Top of EXTRACTED ENTRIES

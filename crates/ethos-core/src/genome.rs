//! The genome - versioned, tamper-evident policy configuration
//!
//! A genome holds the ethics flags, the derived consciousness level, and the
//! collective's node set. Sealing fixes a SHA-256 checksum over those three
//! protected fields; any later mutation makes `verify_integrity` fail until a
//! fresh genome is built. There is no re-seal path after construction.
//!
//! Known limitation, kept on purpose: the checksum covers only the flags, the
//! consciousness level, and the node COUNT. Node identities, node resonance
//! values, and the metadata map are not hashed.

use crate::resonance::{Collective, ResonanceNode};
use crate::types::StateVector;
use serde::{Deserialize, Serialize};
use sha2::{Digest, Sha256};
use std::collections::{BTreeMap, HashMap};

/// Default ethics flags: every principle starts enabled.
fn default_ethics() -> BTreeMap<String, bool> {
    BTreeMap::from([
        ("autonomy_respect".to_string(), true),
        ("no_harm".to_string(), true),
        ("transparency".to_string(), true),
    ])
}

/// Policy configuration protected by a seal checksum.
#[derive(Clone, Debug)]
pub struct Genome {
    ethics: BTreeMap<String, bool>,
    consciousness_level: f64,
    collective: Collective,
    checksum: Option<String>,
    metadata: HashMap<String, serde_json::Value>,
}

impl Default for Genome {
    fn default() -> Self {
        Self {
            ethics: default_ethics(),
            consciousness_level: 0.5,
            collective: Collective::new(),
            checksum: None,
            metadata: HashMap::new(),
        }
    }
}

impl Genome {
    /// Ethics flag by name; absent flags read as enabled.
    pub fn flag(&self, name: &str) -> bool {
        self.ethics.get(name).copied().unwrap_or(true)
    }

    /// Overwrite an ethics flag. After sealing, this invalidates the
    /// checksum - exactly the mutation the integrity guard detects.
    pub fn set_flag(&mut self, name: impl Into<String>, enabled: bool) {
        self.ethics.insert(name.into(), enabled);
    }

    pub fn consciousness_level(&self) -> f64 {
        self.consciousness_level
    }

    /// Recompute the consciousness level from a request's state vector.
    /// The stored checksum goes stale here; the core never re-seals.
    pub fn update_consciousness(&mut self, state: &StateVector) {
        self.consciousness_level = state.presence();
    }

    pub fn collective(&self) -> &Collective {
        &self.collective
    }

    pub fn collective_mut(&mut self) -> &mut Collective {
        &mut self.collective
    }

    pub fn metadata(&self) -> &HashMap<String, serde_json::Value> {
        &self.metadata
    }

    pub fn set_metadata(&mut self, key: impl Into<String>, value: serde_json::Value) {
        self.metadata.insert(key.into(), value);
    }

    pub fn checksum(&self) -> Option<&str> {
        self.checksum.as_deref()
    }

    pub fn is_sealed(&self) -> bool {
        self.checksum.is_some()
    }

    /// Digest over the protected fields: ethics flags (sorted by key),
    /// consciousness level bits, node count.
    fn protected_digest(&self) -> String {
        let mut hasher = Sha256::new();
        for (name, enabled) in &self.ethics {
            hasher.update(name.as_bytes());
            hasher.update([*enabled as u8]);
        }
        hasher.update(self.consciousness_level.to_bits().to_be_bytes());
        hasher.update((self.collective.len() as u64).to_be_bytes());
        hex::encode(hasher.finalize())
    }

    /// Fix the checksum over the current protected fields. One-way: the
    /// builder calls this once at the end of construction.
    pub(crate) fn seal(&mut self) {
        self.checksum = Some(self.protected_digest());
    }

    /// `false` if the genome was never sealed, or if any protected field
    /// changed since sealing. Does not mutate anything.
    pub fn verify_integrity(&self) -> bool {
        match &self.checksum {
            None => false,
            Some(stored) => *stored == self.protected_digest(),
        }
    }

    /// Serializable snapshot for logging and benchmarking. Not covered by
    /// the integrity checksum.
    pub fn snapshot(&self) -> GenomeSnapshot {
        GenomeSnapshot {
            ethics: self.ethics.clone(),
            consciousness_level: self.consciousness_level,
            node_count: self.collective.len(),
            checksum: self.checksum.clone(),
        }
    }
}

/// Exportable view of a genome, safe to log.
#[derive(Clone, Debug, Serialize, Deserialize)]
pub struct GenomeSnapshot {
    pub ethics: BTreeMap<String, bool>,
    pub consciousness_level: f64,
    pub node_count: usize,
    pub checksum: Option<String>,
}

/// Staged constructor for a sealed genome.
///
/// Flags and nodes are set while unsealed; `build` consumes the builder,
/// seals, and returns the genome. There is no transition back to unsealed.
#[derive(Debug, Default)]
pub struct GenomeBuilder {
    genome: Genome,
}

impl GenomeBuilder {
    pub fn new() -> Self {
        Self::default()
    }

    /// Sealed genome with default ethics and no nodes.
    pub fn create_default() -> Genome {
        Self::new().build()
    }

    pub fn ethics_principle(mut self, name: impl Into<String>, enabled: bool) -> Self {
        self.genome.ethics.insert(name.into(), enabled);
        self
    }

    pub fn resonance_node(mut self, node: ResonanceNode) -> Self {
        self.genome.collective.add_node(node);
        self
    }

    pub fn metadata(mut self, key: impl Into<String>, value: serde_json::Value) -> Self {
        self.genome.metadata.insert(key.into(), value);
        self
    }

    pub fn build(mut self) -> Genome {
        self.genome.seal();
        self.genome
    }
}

Bottom of EXTRACTED ENTRIES
Top of EXTRACTED ENTRIES

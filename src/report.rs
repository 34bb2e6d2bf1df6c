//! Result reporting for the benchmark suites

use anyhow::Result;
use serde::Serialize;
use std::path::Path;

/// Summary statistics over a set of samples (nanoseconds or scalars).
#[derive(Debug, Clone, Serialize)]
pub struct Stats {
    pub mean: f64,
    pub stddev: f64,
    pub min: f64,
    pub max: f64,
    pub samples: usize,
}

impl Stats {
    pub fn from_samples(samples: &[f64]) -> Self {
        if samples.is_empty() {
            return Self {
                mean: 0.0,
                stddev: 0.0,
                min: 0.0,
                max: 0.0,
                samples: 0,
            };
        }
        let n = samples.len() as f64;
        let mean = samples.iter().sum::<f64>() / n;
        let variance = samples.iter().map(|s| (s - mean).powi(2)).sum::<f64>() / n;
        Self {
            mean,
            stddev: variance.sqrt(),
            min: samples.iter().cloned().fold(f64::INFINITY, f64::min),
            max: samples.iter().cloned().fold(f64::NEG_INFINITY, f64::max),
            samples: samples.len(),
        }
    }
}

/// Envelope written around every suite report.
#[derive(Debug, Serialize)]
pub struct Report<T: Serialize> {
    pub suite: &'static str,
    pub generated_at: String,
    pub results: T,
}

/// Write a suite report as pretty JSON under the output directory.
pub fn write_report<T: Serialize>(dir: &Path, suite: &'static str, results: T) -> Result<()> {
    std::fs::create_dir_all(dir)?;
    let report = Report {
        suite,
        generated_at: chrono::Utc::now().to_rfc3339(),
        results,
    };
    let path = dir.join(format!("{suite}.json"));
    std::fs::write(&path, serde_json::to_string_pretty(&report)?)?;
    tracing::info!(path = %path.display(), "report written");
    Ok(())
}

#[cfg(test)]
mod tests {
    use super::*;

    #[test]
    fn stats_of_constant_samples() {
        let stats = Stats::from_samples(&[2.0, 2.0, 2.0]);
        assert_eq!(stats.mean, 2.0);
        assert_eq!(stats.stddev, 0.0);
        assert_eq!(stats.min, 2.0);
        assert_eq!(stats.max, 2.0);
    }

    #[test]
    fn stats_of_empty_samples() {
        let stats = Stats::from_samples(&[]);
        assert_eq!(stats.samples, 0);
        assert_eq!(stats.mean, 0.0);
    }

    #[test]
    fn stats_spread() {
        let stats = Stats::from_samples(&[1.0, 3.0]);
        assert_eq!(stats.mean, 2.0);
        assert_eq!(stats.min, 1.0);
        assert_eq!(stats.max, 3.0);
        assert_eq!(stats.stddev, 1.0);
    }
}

Bottom of EXTRACTED ENTRIES

# TASK PROMPT
Above are the records. Identify each line that contains the word "enabled".

# TASK ANSWER
/// Default ethics flags: every principle starts enabled.
    /// Ethics flag by name; absent flags read as enabled.
    pub fn set_flag(&mut self, name: impl Into<String>, enabled: bool) {
        self.ethics.insert(name.into(), enabled);
        for (name, enabled) in &self.ethics {
            hasher.update([*enabled as u8]);
    pub fn ethics_principle(mut self, name: impl Into<String>, enabled: bool) -> Self {
        self.genome.ethics.insert(name.into(), enabled);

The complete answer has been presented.